How will the UK election impact on your investments?
Posted on 02 May 2010 with no comments from readers
Goldman Sachs would have you believe that the UK election result, and a possible hung parliament with no single party in control, is already discounted by financial markets. This is horrendous complacency.
Yes, markets accurately reflect all available information. But General Elections distort all available information, and most cruelly so to deceive the electorate. Can we imagine for a moment that the British public is being informed about the apocalyptic depth of the economic crisis facing the country?
Brown’s deception
Gordon Brown is the biggest deceiver. His clever argument is that the recovery is too fragile to even think about spending cuts. The other two parties dare not frighten the electorate too much so they largely keep mum. They cannot present the reality either.

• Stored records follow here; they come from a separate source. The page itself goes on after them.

// crates/notify-core/src/runtime/status.rs
// ============================================================================
// Module: Outcome Tallies
// Description: Counter keys and snapshot helpers for delivery outcomes.
// Purpose: Keep tally key naming in one place for dispatch, status, and metrics.
// Dependencies: crate::core, crate::interfaces, serde
// ============================================================================

//! ## Overview
//! Delivery outcomes are persisted as plain counters: one running total and
//! a success/error pair per [`Platform`]. Reads go through the lenient
//! [`CounterStore::get`] so a failing backend degrades to zeros.

// ============================================================================
// SECTION: Imports
// ============================================================================

use serde::Serialize;

use crate::core::Platform;
use crate::interfaces::CounterStore;
use crate::interfaces::StorageError;

// ============================================================================
// SECTION: Keys
// ============================================================================

/// Counter key for the total number of processed notifications.
pub const TOTAL_COUNT_KEY: &str = "notify-total-count";

/// Returns the success counter key for `platform`.
#[must_use]
pub const fn success_key(platform: Platform) -> &'static str {
    match platform {
        Platform::Ios => "notify-ios-success-count",
        Platform::Android => "notify-android-success-count",
        Platform::Huawei => "notify-huawei-success-count",
    }
}

/// Returns the error counter key for `platform`.
#[must_use]
pub const fn error_key(platform: Platform) -> &'static str {
    match platform {
        Platform::Ios => "notify-ios-error-count",
        Platform::Android => "notify-android-error-count",
        Platform::Huawei => "notify-huawei-error-count",
    }
}

/// Every tally key, total first.
#[must_use]
pub fn all_keys() -> Vec<&'static str> {
    let mut keys = vec![TOTAL_COUNT_KEY];
    for platform in Platform::ALL {
        keys.push(success_key(platform));
        keys.push(error_key(platform));
    }
    keys
}

// ============================================================================
// SECTION: Snapshot
// ============================================================================

/// Success and error counts for one platform.
#[derive(Debug, Clone, Copy, Default, PartialEq, Eq, Serialize)]
pub struct PlatformTally {
    /// Successful deliveries.
    pub push_success: i64,
    /// Failed deliveries.
    pub push_error: i64,
}

/// Point-in-time view of all outcome tallies.
#[derive(Debug, Clone, Copy, Default, PartialEq, Eq, Serialize)]
pub struct StatusSnapshot {
    /// Total processed notifications.
    pub total_count: i64,
    /// iOS tallies.
    pub ios: PlatformTally,
    /// Android tallies.
    pub android: PlatformTally,
    /// Huawei tallies.
    pub huawei: PlatformTally,
}

impl StatusSnapshot {
    /// Returns the tally for `platform`.
    #[must_use]
    pub const fn platform(&self, platform: Platform) -> PlatformTally {
        match platform {
            Platform::Ios => self.ios,
            Platform::Android => self.android,
            Platform::Huawei => self.huawei,
        }
    }
}

/// Reads every tally from `store`.
pub async fn read_status(store: &dyn CounterStore) -> StatusSnapshot {
    let mut snapshot = StatusSnapshot {
        total_count: store.get(TOTAL_COUNT_KEY).await,
        ..StatusSnapshot::default()
    };
    for platform in Platform::ALL {
        let tally = PlatformTally {
            push_success: store.get(success_key(platform)).await,
            push_error: store.get(error_key(platform)).await,
        };
        match platform {
            Platform::Ios => snapshot.ios = tally,
            Platform::Android => snapshot.android = tally,
            Platform::Huawei => snapshot.huawei = tally,
        }
    }
    snapshot
}

/// Creates every tally key that has never been written, starting at zero.
///
/// Backends that report absent keys as [`StorageError::NotFound`] otherwise
/// log an error on every status read until the first delivery. Seeding adds
/// zero through [`CounterStore::try_increment`], so counts written by another
/// instance in the meantime are kept.
///
/// # Errors
///
/// Returns the first [`StorageError`] reported by the store.
pub async fn seed_status_keys(store: &dyn CounterStore) -> Result<(), StorageError> {
    for key in all_keys() {
        store.try_increment(key, 0).await?;
    }
    Ok(())
}

/// Records one delivery outcome of `weight` notifications.
pub async fn record_outcome(
    store: &dyn CounterStore,
    platform: Option<Platform>,
    success: bool,
    weight: i64,
) {
    store.add(TOTAL_COUNT_KEY, weight).await;
    let Some(platform) = platform else {
        return;
    };
    let key = if success { success_key(platform) } else { error_key(platform) };
    store.add(key, weight).await;
}
// crates/notify-server/src/metrics.rs
// ============================================================================
// Module: Prometheus Metrics
// Description: Gauge registry refreshed from counters at scrape time.
// Purpose: Expose outcome tallies and queue depth in text exposition format.
// Dependencies: prometheus, notify-core
// ============================================================================

//! ## Overview
//! Tallies live in the counter store, so gauges are set from a fresh
//! [`StatusSnapshot`] on every scrape instead of being incremented inline.

use notify_core::Platform;
use notify_core::StatusSnapshot;
use prometheus::Encoder;
use prometheus::IntGauge;
use prometheus::IntGaugeVec;
use prometheus::Opts;
use prometheus::Registry;
use prometheus::TextEncoder;

/// Gauge set backing the metrics endpoint.
pub struct PushMetrics {
    registry: Registry,
    total: IntGauge,
    success: IntGaugeVec,
    error: IntGaugeVec,
    queue_usage: IntGauge,
    in_flight: IntGauge,
}

impl PushMetrics {
    /// Creates and registers every gauge.
    ///
    /// # Errors
    ///
    /// Returns [`prometheus::Error`] when a gauge cannot be registered.
    pub fn new() -> Result<Self, prometheus::Error> {
        let registry = Registry::new();
        let total = IntGauge::new("notify_total_push_count", "Total processed notifications")?;
        let success = IntGaugeVec::new(
            Opts::new("notify_push_success_count", "Successful deliveries per platform"),
            &["platform"],
        )?;
        let error = IntGaugeVec::new(
            Opts::new("notify_push_error_count", "Failed deliveries per platform"),
            &["platform"],
        )?;
        let queue_usage = IntGauge::new("notify_queue_usage", "Batches waiting for a worker")?;
        let in_flight = IntGauge::new("notify_in_flight", "Batches being processed")?;
        registry.register(Box::new(total.clone()))?;
        registry.register(Box::new(success.clone()))?;
        registry.register(Box::new(error.clone()))?;
        registry.register(Box::new(queue_usage.clone()))?;
        registry.register(Box::new(in_flight.clone()))?;
        Ok(Self {
            registry,
            total,
            success,
            error,
            queue_usage,
            in_flight,
        })
    }

    /// Sets every gauge and renders the exposition text.
    ///
    /// # Errors
    ///
    /// Returns [`prometheus::Error`] when encoding fails.
    pub fn render(
        &self,
        snapshot: &StatusSnapshot,
        queue_usage: usize,
        in_flight: usize,
    ) -> Result<String, prometheus::Error> {
        self.total.set(snapshot.total_count);
        for platform in Platform::ALL {
            let tally = snapshot.platform(platform);
            self.success.with_label_values(&[platform.as_str()]).set(tally.push_success);
            self.error.with_label_values(&[platform.as_str()]).set(tally.push_error);
        }
        self.queue_usage.set(i64::try_from(queue_usage).unwrap_or(i64::MAX));
        self.in_flight.set(i64::try_from(in_flight).unwrap_or(i64::MAX));

        let mut buffer = String::new();
        TextEncoder::new().encode_utf8(&self.registry.gather(), &mut buffer)?;
        Ok(buffer)
    }

    /// Content type of [`PushMetrics::render`] output.
    #[must_use]
    pub fn content_type() -> String {
        TextEncoder::new().format_type().to_string()
    }
}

It is left to fringe commentators to suggest that an early recourse to the IMF might be advisable or that interest rates might surge dramatically as soon as next month. Certainly whoever is elected, or forms a government is going to have to disappoint the electorate very soon and in a fashion not likely to enhance the standing of democracy or politicians.
Given that the media is largely complicit in this gross deception then the fall-out from the election this time is going to be unusually unpleasant for investors.
Home buyers will soon face much higher mortgage payments. Low interest rates have been the only thing sustaining high UK house prices. They will therefore have another substantial fall. That is bad for the banking sector, already largely in public ownership from the last financial collapse.
Stock market crash
Share prices will also fall. Again low interest rates are the only thing sustaining relatively high valuation levels. How otherwise would UK share prices be back to pre-crisis levels with almost no recovery in GDP?
And what about UK treasury bonds? Again it is only the artificial, and known to be unsustainable, low levels of interest rates that keep bond prices high, ergo they must fall too. Commentators say they do not understand the UK’s triple-A rating.
So it is impossible to conclude anything other than that the UK election night will be like the boy taking his finger out of the dyke and allowing the flood waters to open. How bad it will get, and how low it will go will be the subject of subsequent articles for many months, possibly years.